Michel Butor naît dans une petite ville du nord de la France où son père travaille dans les chemins de fer. L’écrivain n’a que trois ans quand sa famille s’installe à Paris. Le voyage en train sert de prétexte à des livres comme La Modification qui nous conduit de Paris à Rome et de Rome à Paris ou dans un ouvrage moins connu comme Intervalle dont l’action se situe dans la gare Lyon-Perrache, en direction de la petite province française.

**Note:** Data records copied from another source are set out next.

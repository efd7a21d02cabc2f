use criterion::{criterion_group, criterion_main, BenchmarkId, Criterion};
use sutra::graph::{properties, Graph, Label, NodeId, PropertyMap};
use sutra::query::{CountAccumulator, EdgePattern, LengthPattern, NodePattern, PathPattern, Symbols};

/// Chain of `size` Person nodes with KNOWS edges i -> i+1 and i -> i+7
fn social_graph(size: usize, indexed: bool) -> Graph {
    let mut graph = Graph::new();
    if indexed {
        graph.add_node_property_index("name").unwrap();
    }
    let ids: Vec<NodeId> = (0..size)
        .map(|i| {
            graph
                .new_node(["Person"], properties([("name", format!("Person{}", i))]))
                .unwrap()
        })
        .collect();
    for i in 0..size {
        if i + 1 < size {
            graph.new_edge(ids[i], ids[i + 1], "KNOWS", PropertyMap::new()).unwrap();
        }
        if i + 7 < size {
            graph.new_edge(ids[i], ids[i + 7], "KNOWS", PropertyMap::new()).unwrap();
        }
    }
    graph
}

/// Benchmark node insertion throughput
fn bench_node_insertion(c: &mut Criterion) {
    let mut group = c.benchmark_group("node_insertion");

    for size in [100, 1000, 10_000].iter() {
        group.bench_with_input(BenchmarkId::from_parameter(size), size, |b, &size| {
            b.iter(|| {
                let mut graph = Graph::new();
                graph.add_node_property_index("name").unwrap();
                for i in 0..size {
                    graph
                        .new_node(
                            ["Person"],
                            properties([("name", format!("Person{}", i))]),
                        )
                        .unwrap();
                }
                criterion::black_box(graph.node_count());
            });
        });
    }
    group.finish();
}

/// Benchmark property lookup with and without an index
fn bench_property_lookup(c: &mut Criterion) {
    let mut group = c.benchmark_group("property_lookup");
    let labels = [Label::new("Person")];

    for size in [1000, 10_000].iter() {
        let target = properties([("name", format!("Person{}", size / 2))]);
        for indexed in [false, true] {
            let graph = social_graph(*size, indexed);
            let id = format!("{}/{}", size, if indexed { "indexed" } else { "scan" });
            group.bench_function(BenchmarkId::from_parameter(id), |b| {
                b.iter(|| {
                    let found = graph.find_nodes(&labels, &target).unwrap().count();
                    criterion::black_box(found);
                });
            });
        }
    }
    group.finish();
}

/// Benchmark single-hop pattern matching
fn bench_single_hop(c: &mut Criterion) {
    let mut group = c.benchmark_group("single_hop");
    let pattern = PathPattern::new(NodePattern::new().named("a").with_label("Person"))
        .then(EdgePattern::outgoing().with_type("KNOWS"), NodePattern::new().named("b"));

    for size in [100, 1000, 10_000].iter() {
        let graph = social_graph(*size, false);
        group.bench_with_input(BenchmarkId::from_parameter(size), size, |b, _| {
            b.iter(|| {
                let mut count = CountAccumulator::new();
                pattern.run(&graph, &Symbols::new(), &mut count).unwrap();
                criterion::black_box(count.count());
            });
        });
    }
    group.finish();
}

/// Benchmark variable-length expansion from an indexed start node
fn bench_variable_length(c: &mut Criterion) {
    let mut group = c.benchmark_group("variable_length");
    let graph = social_graph(1000, true);

    for max in [2, 4, 6].iter() {
        let pattern = PathPattern::new(NodePattern::new().with_property("name", "Person0")).then(
            EdgePattern::outgoing()
                .with_type("KNOWS")
                .with_length(LengthPattern::range(1, *max)),
            NodePattern::new().named("b"),
        );
        group.bench_with_input(BenchmarkId::from_parameter(max), max, |b, _| {
            b.iter(|| {
                let mut count = CountAccumulator::new();
                pattern.run(&graph, &Symbols::new(), &mut count).unwrap();
                criterion::black_box(count.count());
            });
        });
    }
    group.finish();
}

criterion_group!(
    benches,
    bench_node_insertion,
    bench_property_lookup,
    bench_single_hop,
    bench_variable_length
);
criterion_main!(benches);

Les parents de Michel Butor ont sept enfants. Michel Butor, lui se limitera à quatre filles, de l’unique femme de sa vie, Marie-Jo. Il est curieux de constater combien les chiffres jouent un particulier dans la structure de ses écrits. Le premier volume d’Illustrations par exemple comporte sept textes, le Génie du Lieu commente sept villes du bassin méditérranéen, les Improvisations sur Flaubert sont divisées en sept propos. Michel Butor aime jouer avec la valeur symbolique des chiffres, le cinq notamment pour ses vertus englobantes, à l’instar de son prédécesseur Rabelais, à propos de qui il écrit : « Lorsqu’on étudie une culture, une des questions les plus importantes est celle des groupements en séries…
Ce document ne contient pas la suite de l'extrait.